[[ Records supplied, beginning ]]

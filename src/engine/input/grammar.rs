// Binding grammar: action keys and comma-separated binding specs
//
// A config entry looks like
//
//     move-axes = {processor-dead-zone<min:0.1>}, KEYBOARD_WASD{processor-normalizer}, GAMEPAD_LEFT_STICK
//
// The key is `actionName-actionType`. The value is a list of bindings, each a
// mapping name optionally followed by a `{...}` modifier block. A bare block
// in first position holds global modifiers for every binding without its own
// block. Modifiers are chained with `>` and take `<key:value|key:value>`
// parameters.

use super::behavior::{
    Behavior, BehaviorKind, PressMode, DEFAULT_HOLD_TIME, DEFAULT_MULTIPRESS_COUNT,
    DEFAULT_MULTIPRESS_TIME,
};
use super::mapping::Mapping;
use super::processor::{Processor, DEFAULT_DEAD_ZONE_MAX, DEFAULT_DEAD_ZONE_MIN};
use super::value::{ValueKind, DEFAULT_PRESS_POINT};
use super::InputError;
use std::str::FromStr;

/// Behavior and processors attached to one binding
#[derive(Debug, Clone, Default)]
pub struct ModifierSet {
    pub behavior: Option<Behavior>,
    pub processors: Vec<Processor>,
}

/// One binding parsed from a config value
#[derive(Debug, Clone)]
pub struct BindingSpec {
    /// The binding text as written, modifiers included
    pub text: String,
    pub mapping: Mapping,
    pub modifiers: ModifierSet,
}

/// One parsed `actionName-actionType = bindings` line
#[derive(Debug, Clone)]
pub struct ActionDecl {
    pub name: String,
    pub kind: ValueKind,
    pub bindings: Vec<BindingSpec>,
}

/// Split `actionName-actionType` into name and kind
pub fn parse_action_key(key: &str) -> Result<(String, ValueKind), InputError> {
    let key = key.trim();
    let (name, suffix) = key
        .rsplit_once('-')
        .ok_or_else(|| InputError::InvalidActionKey(key.to_string()))?;

    let name = name.trim();
    if name.is_empty() {
        return Err(InputError::InvalidActionKey(key.to_string()));
    }

    let kind = ValueKind::from_suffix(suffix)
        .ok_or_else(|| InputError::UnknownActionType(suffix.trim().to_string()))?;
    Ok((name.to_string(), kind))
}

/// Parse one config line into an action declaration.
///
/// Only a bad key is fatal for the line. Problems inside the binding list are
/// pushed onto `warnings` and parsing carries on with defaults.
pub fn parse_action_line(
    key: &str,
    value: &str,
    warnings: &mut Vec<InputError>,
) -> Result<ActionDecl, InputError> {
    let (name, kind) = parse_action_key(key)?;

    let mut global: Option<ModifierSet> = None;
    let mut bindings = Vec::new();

    for (index, token) in split_top_level(value).into_iter().enumerate() {
        if token.starts_with('{') {
            if index == 0 {
                let block = block_contents(token, warnings);
                global = Some(parse_modifier_block(block, warnings));
            } else {
                warnings.push(InputError::MalformedModifier(format!(
                    "global modifier block must come first in '{}'",
                    key.trim()
                )));
            }
            continue;
        }

        let (mapping_name, modifiers) = match token.find('{') {
            Some(open) => {
                let block = block_contents(&token[open..], warnings);
                (&token[..open], Some(parse_modifier_block(block, warnings)))
            }
            None => (token, None),
        };

        let mapping = Mapping::parse(mapping_name);
        if let Mapping::Unknown(unknown) = &mapping {
            warnings.push(InputError::UnknownMapping(unknown.clone()));
        }

        let modifiers = modifiers
            .or_else(|| global.clone())
            .unwrap_or_default();

        bindings.push(BindingSpec {
            text: token.to_string(),
            mapping,
            modifiers,
        });
    }

    Ok(ActionDecl {
        name,
        kind,
        bindings,
    })
}

/// Split on commas that are not inside a `{...}` block
fn split_top_level(value: &str) -> Vec<&str> {
    let mut parts = Vec::new();
    let mut depth = 0usize;
    let mut start = 0;

    for (i, c) in value.char_indices() {
        match c {
            '{' => depth += 1,
            '}' => depth = depth.saturating_sub(1),
            ',' if depth == 0 => {
                parts.push(&value[start..i]);
                start = i + 1;
            }
            _ => {}
        }
    }
    parts.push(&value[start..]);

    parts
        .into_iter()
        .map(str::trim)
        .filter(|part| !part.is_empty())
        .collect()
}

/// Contents of a `{...}` block; tolerates a missing closing brace
fn block_contents<'a>(block: &'a str, warnings: &mut Vec<InputError>) -> &'a str {
    let inner = block.strip_prefix('{').unwrap_or(block);
    match inner.rfind('}') {
        Some(close) => &inner[..close],
        None => {
            warnings.push(InputError::MalformedModifier(format!(
                "missing '}}' in '{}'",
                block
            )));
            inner
        }
    }
}

/// Parse the inside of a modifier block: `name<k:v|k:v>name<...>...`
pub fn parse_modifier_block(block: &str, warnings: &mut Vec<InputError>) -> ModifierSet {
    let mut set = ModifierSet::default();
    let mut rest = block;

    loop {
        rest = rest.trim_start_matches(|c: char| c == '>' || c.is_whitespace());
        if rest.is_empty() {
            break;
        }

        let end = rest.find(['<', '>']).unwrap_or(rest.len());
        let name = rest[..end].trim();
        rest = &rest[end..];

        let params = if let Some(after) = rest.strip_prefix('<') {
            match after.find('>') {
                Some(close) => {
                    rest = &after[close + 1..];
                    &after[..close]
                }
                None => {
                    warnings.push(InputError::MalformedModifier(format!(
                        "unterminated parameters for '{}'",
                        name
                    )));
                    rest = "";
                    after
                }
            }
        } else {
            ""
        };

        apply_modifier(name, params, &mut set, warnings);
    }

    set
}

/// Parsed `key:value` pairs of one modifier
struct Params<'a> {
    modifier: &'a str,
    pairs: Vec<(&'a str, &'a str)>,
}

impl<'a> Params<'a> {
    fn parse(modifier: &'a str, text: &'a str, warnings: &mut Vec<InputError>) -> Self {
        let mut pairs = Vec::new();
        for pair in text.split('|').map(str::trim).filter(|p| !p.is_empty()) {
            match pair.split_once(':') {
                Some((key, value)) => pairs.push((key.trim(), value.trim())),
                None => warnings.push(InputError::MalformedModifier(format!(
                    "expected key:value in '{}' of {}",
                    pair, modifier
                ))),
            }
        }
        Self { modifier, pairs }
    }

    fn raw(&self, key: &str) -> Option<&'a str> {
        self.pairs
            .iter()
            .rev()
            .find(|(k, _)| k.eq_ignore_ascii_case(key))
            .map(|(_, v)| *v)
    }

    /// Numeric parameter, falling back to `default` when absent or invalid
    fn number<T: FromStr + Copy>(&self, key: &str, default: T, warnings: &mut Vec<InputError>) -> T {
        let Some(text) = self.raw(key) else {
            return default;
        };
        match text.parse() {
            Ok(value) => value,
            Err(_) => {
                warnings.push(self.invalid(key, text));
                default
            }
        }
    }

    fn flag(&self, key: &str, default: bool, warnings: &mut Vec<InputError>) -> bool {
        let Some(text) = self.raw(key) else {
            return default;
        };
        match text.to_ascii_lowercase().as_str() {
            "true" | "1" | "yes" => true,
            "false" | "0" | "no" => false,
            _ => {
                warnings.push(self.invalid(key, text));
                default
            }
        }
    }

    fn invalid(&self, key: &str, value: &str) -> InputError {
        InputError::InvalidParameter {
            modifier: self.modifier.to_string(),
            param: key.to_string(),
            value: value.to_string(),
        }
    }
}

fn apply_modifier(
    name: &str,
    params: &str,
    set: &mut ModifierSet,
    warnings: &mut Vec<InputError>,
) {
    let params = Params::parse(name, params, warnings);

    let behavior = match name.to_ascii_lowercase().as_str() {
        "behavior-press" => {
            let mode = match params.raw("press-type") {
                Some(text) => PressMode::parse(text).unwrap_or_else(|| {
                    warnings.push(params.invalid("press-type", text));
                    PressMode::default()
                }),
                None => PressMode::default(),
            };
            let point = params.number("press-point", DEFAULT_PRESS_POINT, warnings);
            Some(Behavior::new(BehaviorKind::Press { mode }, point))
        }
        "behavior-hold" => {
            let min_hold_time = params.number("time", DEFAULT_HOLD_TIME, warnings);
            let point = params.number("press-point", DEFAULT_PRESS_POINT, warnings);
            Some(Behavior::new(BehaviorKind::Hold { min_hold_time }, point))
        }
        "behavior-multipress" => {
            let press_count = params.number("count", DEFAULT_MULTIPRESS_COUNT, warnings);
            let max_time = params.number("time", DEFAULT_MULTIPRESS_TIME, warnings);
            let point = params.number("press-point", DEFAULT_PRESS_POINT, warnings);
            Some(Behavior::new(
                BehaviorKind::Multipress {
                    press_count,
                    max_time,
                },
                point,
            ))
        }
        "processor-normalizer" => {
            set.processors.push(Processor::Normalizer);
            None
        }
        "processor-inverter" => {
            set.processors.push(Processor::Inverter {
                invert_x: params.flag("invert-x", false, warnings),
                invert_y: params.flag("invert-y", false, warnings),
            });
            None
        }
        "processor-dead-zone" => {
            set.processors.push(Processor::DeadZone {
                min: params.number("min", DEFAULT_DEAD_ZONE_MIN, warnings),
                max: params.number("max", DEFAULT_DEAD_ZONE_MAX, warnings),
            });
            None
        }
        "" => {
            warnings.push(InputError::MalformedModifier(
                "empty modifier name".to_string(),
            ));
            None
        }
        _ => {
            warnings.push(InputError::UnknownModifier(name.to_string()));
            None
        }
    };

    if let Some(behavior) = behavior {
        if let Some(previous) = &set.behavior {
            warnings.push(InputError::MalformedModifier(format!(
                "{} replaces {}: only one behavior per binding, the last one wins",
                behavior.kind(),
                previous.kind()
            )));
        }
        set.behavior = Some(behavior);
    }
}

[[ Records supplied, end ]]

### Problem to solve
The answer must be every line of the entries that includes the word "ActionDecl".

### Answer for this exercise
pub struct ActionDecl {
) -> Result<ActionDecl, InputError> {
    Ok(ActionDecl {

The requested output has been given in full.